Patch is based on linux-5.3.7 tarball. Note: patch itself is not tested
yet; for my tests some time ago I just hard-coded 256 segments. For now
this email is meant for informing the nvme kernel developers about the
topic.
Signed-off-by: Eduard Hasenleithner <eduard@hasenleithner.at>
--- drivers/nvme/host/core.c.orig 2019-11-04 21:53:20.758837001 +0100
+++ drivers/nvme/host/core.c 2019-11-04 22:05:54.409415849 +0100
@@ -561,9 +561,9 @@ static blk_status_t nvme_setup_discard(s
unsigned short segments = blk_rq_nr_discard_segments(req), n = 0;
struct nvme_dsm_range *range;
struct bio *bio;
+ size_t aligned_size = round_up(sizeof *range * segments, 4096);
- range = kmalloc_array(segments, sizeof(*range),
- GFP_ATOMIC | __GFP_NOWARN);
+ range = kmalloc(aligned_size, GFP_ATOMIC | __GFP_NOWARN);
if (!range) {
/*
* If we fail allocation our range, fallback to the controller
_______________________________________________
Linux-nvme mailing list
Linux-nvme@lists.infradead.org
http://lists.infradead.org/mailman/listinfo/linux-nvme
^ permalink raw reply [flat|nested] 7+ messages in thread
* Re: [RFC PATCH] Workaround for discard on non-conformant nvme devices
2019-11-04 21:47 [RFC PATCH] Workaround for discard on non-conformant nvme devices Eduard Hasenleithner
@ 2019-11-06 16:52 ` Sagi Grimberg
2019-11-06 18:23 ` Keith Busch
0 siblings, 1 reply; 7+ messages in thread
From: Sagi Grimberg @ 2019-11-06 16:52 UTC (permalink / raw)

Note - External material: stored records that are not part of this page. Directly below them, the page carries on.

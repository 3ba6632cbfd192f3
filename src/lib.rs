// This Source Code Form is subject to the terms of the Mozilla Public
// License, v. 2.0. If a copy of the MPL was not distributed with this
// file, You can obtain one at http://mozilla.org/MPL/2.0/.

//! Seam carving on a linked lattice of pixels.
//!
//! An image is loaded into a [`SeamGrid`], carved one interior node per
//! row at a time, and rendered back out either at its carved width or
//! at its original width with the carved gaps painted in.

mod ternary;

pub mod errors;
pub use errors::SeamError;

pub mod node;
pub use node::{Node, NodeId};

pub mod pixelpairs;
pub use pixelpairs::ColourDistance;

pub mod seamgrid;
pub use seamgrid::SeamGrid;

pub mod selection;
pub use selection::SelectionMode;

pub mod render;
pub use render::FillMode;
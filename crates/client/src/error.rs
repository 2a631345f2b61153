//! 客户端错误类型定义

use thiserror::Error;

#[derive(Debug, Error)]
pub enum ClientError {
    #[error("HTTP 请求失败: {0}")]
    Http(#[from] reqwest::Error),

    /// 服务端返回非 2xx 状态码
    #[error("服务端返回错误状态: {0}")]
    Status(u16),

    #[error("缓存文件读写失败: {0}")]
    Cache(#[from] std::io::Error),

    #[error("缓存序列化失败: {0}")]
    Serde(#[from] serde_json::Error),
}

pub type Result<T> = std::result::Result<T, ClientError>;
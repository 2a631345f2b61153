//! HTTP 中间件：安全头与跨域

use axum::{
    extract::Request,
    http::{HeaderValue, header},
    middleware::Next,
    response::Response,
};
use mandi_shared::config::CorsConfig;
use tower_http::cors::{Any, CorsLayer};
use tracing::{info, warn};

/// 为所有响应注入 HTTP 安全头
pub async fn security_headers(request: Request, next: Next) -> Response {
    let mut response = next.run(request).await;
    let headers = response.headers_mut();
    headers.insert(
        header::X_CONTENT_TYPE_OPTIONS,
        HeaderValue::from_static("nosniff"),
    );
    headers.insert(header::X_FRAME_OPTIONS, HeaderValue::from_static("DENY"));
    // 显式关闭旧版 XSS 过滤器
    headers.insert(header::X_XSS_PROTECTION, HeaderValue::from_static("0"));
    response
}

/// 根据配置构建 CORS 层
///
/// `*` 允许任意来源；否则只允许列表中能解析为合法 header 值的来源
pub fn cors_layer(config: &CorsConfig) -> CorsLayer {
    if config.allows_any() {
        info!("CORS allowed_origins: * (all origins)");
        return CorsLayer::new()
            .allow_origin(Any)
            .allow_methods(Any)
            .allow_headers(Any);
    }

    let origins: Vec<HeaderValue> = config
        .origins()
        .iter()
        .filter_map(|origin| match origin.parse::<HeaderValue>() {
            Ok(value) => Some(value),
            Err(_) => {
                warn!(origin = %origin, "忽略无效的 CORS 来源");
                None
            }
        })
        .collect();

    info!(origins = ?config.origins(), "CORS allowed_origins");
    CorsLayer::new()
        .allow_origin(origins)
        .allow_methods(Any)
        .allow_headers(Any)
}
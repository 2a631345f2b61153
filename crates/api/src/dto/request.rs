//! 请求 DTO 定义
//!
//! 必填字段缺失时反序列化为空串，由 validator 统一报告为参数错误

use mandi_domain::BusinessType;
use serde::Deserialize;
use validator::{Validate, ValidationError};

/// 去除首尾空白后不能为空
fn not_blank(value: &str) -> Result<(), ValidationError> {
    if value.trim().is_empty() {
        return Err(ValidationError::new("required"));
    }
    Ok(())
}

/// 价格搜索查询参数
#[derive(Debug, Default, Deserialize)]
pub struct SearchParams {
    #[serde(default)]
    pub q: Option<String>,
}

/// 翻译请求
#[derive(Debug, Deserialize, Validate)]
#[serde(rename_all = "camelCase")]
pub struct TranslateRequest {
    #[serde(default)]
    #[validate(custom(function = "not_blank"))]
    pub text: String,
    #[serde(default)]
    #[validate(custom(function = "not_blank"))]
    pub from_lang: String,
    #[serde(default)]
    #[validate(custom(function = "not_blank"))]
    pub to_lang: String,
}

/// 登录请求
#[derive(Debug, Deserialize, Validate)]
#[serde(rename_all = "camelCase")]
pub struct LoginRequest {
    #[serde(default)]
    #[validate(custom(function = "not_blank"))]
    pub email: String,
    #[serde(default)]
    #[validate(custom(function = "not_blank"))]
    pub password: String,
}

/// 注册请求
#[derive(Debug, Deserialize, Validate)]
#[serde(rename_all = "camelCase")]
pub struct RegisterRequest {
    #[serde(default)]
    #[validate(custom(function = "not_blank"))]
    pub email: String,
    #[serde(default)]
    #[validate(custom(function = "not_blank"))]
    pub password: String,
    #[serde(default)]
    #[validate(custom(function = "not_blank"))]
    pub name: String,
    /// 未提供时按农户注册
    #[serde(default)]
    pub business_type: Option<BusinessType>,
}
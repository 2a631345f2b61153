//! 统一可观测性模块
//!
//! 提供 metrics、logging 的统一初始化和管理。
//! 所有服务通过单一入口点配置可观测性，确保一致的指标命名和日志格式。

pub mod metrics;
pub mod middleware;
pub mod tracing;

use ::tracing::info;
use anyhow::Result;

use crate::config::ObservabilityConfig;

/// 可观测性资源守卫
///
/// 持有指标导出服务的生命周期，drop 时记录关闭日志。
pub struct ObservabilityGuard {
    _metrics_handle: Option<metrics::MetricsHandle>,
}

impl ObservabilityGuard {
    /// 创建一个空的 Guard（用于测试或禁用可观测性时）
    pub fn empty() -> Self {
        Self {
            _metrics_handle: None,
        }
    }
}

impl Drop for ObservabilityGuard {
    fn drop(&mut self) {
        info!("Shutting down observability...");
    }
}

/// 统一初始化可观测性
///
/// 初始化顺序：
/// 1. Tracing（日志）
/// 2. Metrics（Prometheus 指标，仅在 `metrics_enabled` 时启动导出端口）
///
/// # Example
///
/// ```ignore
/// use mandi_shared::{config::AppConfig, observability};
///
/// #[tokio::main]
/// async fn main() -> anyhow::Result<()> {
///     let config = AppConfig::load("mandi-api")?;
///     let _guard = observability::init(&config.observability, &config.service_name).await?;
///     Ok(())
/// }
/// ```
pub async fn init(config: &ObservabilityConfig, service_name: &str) -> Result<ObservabilityGuard> {
    tracing::init(config)?;

    info!(
        service = %service_name,
        metrics_enabled = config.metrics_enabled,
        metrics_port = config.metrics_port,
        "Observability initialized"
    );

    let metrics_handle = if config.metrics_enabled {
        Some(metrics::init(config, service_name).await?)
    } else {
        None
    };

    Ok(ObservabilityGuard {
        _metrics_handle: metrics_handle,
    })
}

To: Eduard Hasenleithner, linux-nvme
> As documented in https://bugzilla.kernel.org/show_bug.cgi?id=202665
> there are lots of Linux nvme users which get IO-MMU related errors when
> performing discard on nvme. So far analysis suggests that the errors are
> caused by non-conformat nvme devices which are reading beyond the end of
> the buffer containing the segments to be discarded.
>
> Until now two different variants of this behavior have been observed:
> The controller found on an Intel 660p always reads a multiple of 512
> bytes. If the last chunk exceeds a page it continues with the subsequent
> page. For a Corsair MP510 the situation is even worse: The controller
> always reads a full page (4096) bytes. Then when the address is not
> aligned to 4096 it will continue reading at the address given in PRP2
> (which is most of the time 0).
>
> This patch makes the nvme_setup_discard function always request a
> multiple of a page size (4096) from the kernel for storing the segment
> array. Since this makes the buffer always page-aligned the device
> reading beyond end of a page is avoided.
This needs to come with a quirk for it.
_______________________________________________
Linux-nvme mailing list
Linux-nvme@lists.infradead.org
http://lists.infradead.org/mailman/listinfo/linux-nvme
^ permalink raw reply [flat|nested] 7+ messages in thread
* Re: [RFC PATCH] Workaround for discard on non-conformant nvme devices
2019-11-06 16:52 ` Sagi Grimberg
@ 2019-11-06 18:23 ` Keith Busch
2019-11-06 20:22 ` Eduard Hasenleithner
0 siblings, 1 reply; 7+ messages in thread
From: Keith Busch @ 2019-11-06 18:23 UTC (permalink / raw)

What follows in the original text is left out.